Task requirements:
Where the string "collect" appears in a line of the data, show that line.

The input:
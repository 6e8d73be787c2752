//! System tray entry (StatusNotifierItem over D-Bus via ksni)

use anyhow::{Context, Result, anyhow};
use ksni::TrayMethods;
use ksni::menu::StandardItem;
use std::io::Cursor;
use std::thread::{self, JoinHandle};
use tokio::sync::oneshot;
use tracing::{error, info, warn};

use crate::constants::tray;
use crate::controller::Command;
use crate::engine::EngineHandle;

struct ShieldTray {
    engine: EngineHandle,
    icon: Option<ksni::Icon>,
}

impl ksni::Tray for ShieldTray {
    fn id(&self) -> String {
        tray::ID.to_string()
    }

    fn title(&self) -> String {
        tray::TITLE.to_string()
    }

    fn icon_name(&self) -> String {
        // Themed fallback when the embedded pixmap failed to decode
        "security-medium".to_string()
    }

    fn icon_pixmap(&self) -> Vec<ksni::Icon> {
        self.icon.iter().cloned().collect()
    }

    fn tool_tip(&self) -> ksni::ToolTip {
        ksni::ToolTip {
            title: tray::TOOLTIP.to_string(),
            ..Default::default()
        }
    }

    fn activate(&mut self, _x: i32, _y: i32) {
        info!("Tray activated, showing controller");
        self.engine.send(Command::ShowPanel);
    }

    fn menu(&self) -> Vec<ksni::MenuItem<Self>> {
        vec![
            StandardItem {
                label: "Show controller".into(),
                activate: Box::new(|this: &mut Self| this.engine.send(Command::ShowPanel)),
                ..Default::default()
            }
            .into(),
            ksni::MenuItem::Separator,
            StandardItem {
                label: "Quit".into(),
                activate: Box::new(|this: &mut Self| {
                    info!("Quit requested from tray menu");
                    this.engine.send(Command::Quit);
                }),
                ..Default::default()
            }
            .into(),
        ]
    }
}

/// Keeps the tray thread alive; dropping it removes the tray entry
pub struct TrayHandle {
    shutdown: Option<oneshot::Sender<()>>,
    thread: Option<JoinHandle<()>>,
}

impl Drop for TrayHandle {
    fn drop(&mut self) {
        if let Some(shutdown) = self.shutdown.take() {
            let _ = shutdown.send(());
        }
        if let Some(thread) = self.thread.take()
            && thread.join().is_err()
        {
            error!("Tray thread panicked");
        }
    }
}

/// Register the tray entry on its own thread with a single-threaded runtime
pub fn spawn(engine: EngineHandle) -> Result<TrayHandle> {
    let icon = load_tray_icon()
        .inspect_err(|e| warn!(error = ?e, "Failed to load tray icon, using themed icon"))
        .ok();
    let (shutdown_tx, shutdown_rx) = oneshot::channel();

    let thread = thread::Builder::new()
        .name("tray".to_string())
        .spawn(move || {
            let runtime = match tokio::runtime::Builder::new_current_thread().enable_all().build() {
                Ok(runtime) => runtime,
                Err(e) => {
                    error!(error = ?e, "Failed to build tray runtime");
                    return;
                }
            };
            runtime.block_on(async move {
                let tray = ShieldTray { engine, icon };
                match tray.spawn().await {
                    Ok(handle) => {
                        info!("Tray icon registered");
                        let _ = shutdown_rx.await;
                        handle.shutdown().await;
                        info!("Tray icon removed");
                    }
                    Err(e) => error!(error = ?e, "Failed to register tray icon, use the control panel instead"),
                }
            });
        })
        .context("Failed to spawn tray thread")?;

    Ok(TrayHandle { shutdown: Some(shutdown_tx), thread: Some(thread) })
}

fn load_tray_icon() -> Result<ksni::Icon> {
    let icon_bytes = include_bytes!("../../assets/tray-icon.png");
    let decoder = png::Decoder::new(Cursor::new(icon_bytes));
    let mut reader = decoder.read_info()?;
    let mut buf = vec![0; reader.output_buffer_size().context("Tray icon too large to decode")?];
    let info = reader.next_frame(&mut buf)?;
    let pixels = &buf[..info.buffer_size()];

    let data = match info.color_type {
        png::ColorType::Rgba => rgba_to_argb(pixels),
        png::ColorType::Rgb => rgba_to_argb(
            &pixels.chunks_exact(3).flat_map(|rgb| [rgb[0], rgb[1], rgb[2], 0xFF]).collect::<Vec<_>>(),
        ),
        other => {
            return Err(anyhow!(
                "Unsupported tray icon color type {:?} (expected RGB or RGBA)",
                other
            ));
        }
    };

    Ok(ksni::Icon {
        width: info.width as i32,
        height: info.height as i32,
        data,
    })
}

/// StatusNotifierItem pixmaps are ARGB32 in network byte order
fn rgba_to_argb(rgba: &[u8]) -> Vec<u8> {
    rgba.chunks_exact(4)
        .flat_map(|px| [px[3], px[0], px[1], px[2]])
        .collect()
}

Solution to this task:
        self.icon.iter().cloned().collect()
            &pixels.chunks_exact(3).flat_map(|rgb| [rgb[0], rgb[1], rgb[2], 0xFF]).collect::<Vec<_>>(),
        .collect()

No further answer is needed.